One misunderstanding of dark scenes is that people think the scene needs to
be dark on a perceptual basis as well, which is not the case. For, in a dark
scene the eyes adapt to the low light making it to appear bright as well. So
for example, if you sit in a dark room without any other light but the light
from the moon shining through the window, the room will appear bright to you
with your eyes fully dark adapted. So there is a sensation of brightness even
at night, which is what the rods are for. From memory you can tell that a
daylight lit scene is brighter than when being in that dark room with the moon
shining in, but that is relative, the relation isn't even linear because of
the receptors auto-gain control amplifying the signal. Roughly speaking, the
rods, i.e. receptors making vision at night possible, amplify the signal
(photons) via gain control. But there are limits. What makes the sensation of
brightness go away at night is that the receptors gain control operate more
and more towards their maximum trying to amplifying these few photon, i.e. a
weak signal, which, as every engineer knows, amplifies the noise as well.
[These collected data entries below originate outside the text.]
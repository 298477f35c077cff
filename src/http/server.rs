//! HTTP server setup and configuration.
//!
//! # Responsibilities
//! - Create Axum Router dispatching every path and method to the SMS event handler
//! - Wire up middleware (request ID, tracing, timeout, body limit)
//! - Read per-request variables from inbound headers
//! - Bind server to listener and drain on shutdown

use axum::{
    body::{Body, Bytes},
    extract::{DefaultBodyLimit, State},
    http::{HeaderMap, Request},
    response::{IntoResponse, Response},
    routing::any,
    Router,
};
use std::sync::Arc;
use std::time::{Duration, Instant};
use tokio::net::TcpListener;
use tokio::sync::broadcast;
use tower_http::{
    limit::RequestBodyLimitLayer,
    request_id::{PropagateRequestIdLayer, SetRequestIdLayer},
    timeout::TimeoutLayer,
    trace::TraceLayer,
};

use crate::config::PublisherConfig;
use crate::handler::{HeaderVariables, SmsEventHandler};
use crate::http::request::{request_id, UuidRequestId};
use crate::lifecycle::signals::shutdown_signal;
use crate::observability::metrics;

/// Application state injected into handlers.
#[derive(Clone)]
pub struct AppState {
    pub handler: Arc<SmsEventHandler>,
    pub api_key_header: Arc<str>,
}

/// HTTP server hosting the SMS event handler.
pub struct HttpServer {
    router: Router,
    config: PublisherConfig,
}

impl HttpServer {
    /// Create a new HTTP server with the given configuration.
    pub fn new(config: PublisherConfig) -> Result<Self, reqwest::Error> {
        let handler = SmsEventHandler::from_config(&config)?;
        Ok(Self::with_handler(config, handler))
    }

    /// Create a server around an already-built handler.
    pub fn with_handler(config: PublisherConfig, handler: SmsEventHandler) -> Self {
        let state = AppState {
            handler: Arc::new(handler),
            api_key_header: Arc::from(config.variables.api_key_header.as_str()),
        };

        let router = Self::build_router(&config, state);
        Self { router, config }
    }

    /// Build the Axum router with all middleware layers.
    #[allow(deprecated)]
    fn build_router(config: &PublisherConfig, state: AppState) -> Router {
        Router::new()
            .route("/", any(publish_handler))
            .route("/{*path}", any(publish_handler))
            .with_state(state)
            .layer(DefaultBodyLimit::disable())
            .layer(RequestBodyLimitLayer::new(config.security.max_body_size))
            .layer(TimeoutLayer::new(Duration::from_secs(config.timeouts.request_secs)))
            .layer(PropagateRequestIdLayer::x_request_id())
            .layer(
                TraceLayer::new_for_http().make_span_with(|request: &Request<Body>| {
                    tracing::info_span!(
                        "request",
                        request_id = %request_id(request),
                        method = %request.method(),
                        path = %request.uri().path(),
                    )
                }),
            )
            .layer(SetRequestIdLayer::x_request_id(UuidRequestId))
    }

    /// The router, for driving the server without a socket.
    pub fn router(&self) -> Router {
        self.router.clone()
    }

    /// Run the server, accepting connections on the given listener until
    /// Ctrl+C, SIGTERM or `shutdown` fires.
    pub async fn run(
        self,
        listener: TcpListener,
        shutdown: broadcast::Receiver<()>,
    ) -> Result<(), std::io::Error> {
        let addr = listener.local_addr()?;
        tracing::info!(
            address = %addr,
            app_name = %self.config.stream.app_name,
            stream_name = %self.config.stream.stream_name,
            "HTTP server starting"
        );

        axum::serve(listener, self.router)
            .with_graceful_shutdown(shutdown_signal(shutdown))
            .await?;

        tracing::info!("HTTP server stopped");
        Ok(())
    }
}

/// Entry point for every inbound request.
async fn publish_handler(
    State(state): State<AppState>,
    headers: HeaderMap,
    body: Bytes,
) -> Response {
    let start = Instant::now();
    let variables = HeaderVariables::new(&headers, &state.api_key_header);

    let response = state.handler.handle(&variables, &body).await;

    tracing::debug!(
        status = response.status.as_u16(),
        outcome = response.outcome.as_str(),
        "Request handled"
    );
    metrics::record_request(response.outcome.as_str(), response.status.as_u16(), start);

    response.into_response()
}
That
is to say, before the scene goes pitch black the perception of it becomes
noisy.
Summing up; you can have a scene appearing bright and even communicate the
scene as being dark.
However, to realize this a couple if things are needed like modelling the
adaptation rates between day and night vision, modelling of the colors and
brightness of objects esp. at (day+night)/2 vision, modelling of chromatic
adaptation (dominant light source), etc..
This sounds all a bit too complicated, but you may produce a simple variant by
interpolating the colors to gray or to any dominate color present at night
(bluish for moonlight scene for example) depending on the average scene
luminance. Won't produce the best results, but you still get sort of an effect
depending on the average scene luminance. About that.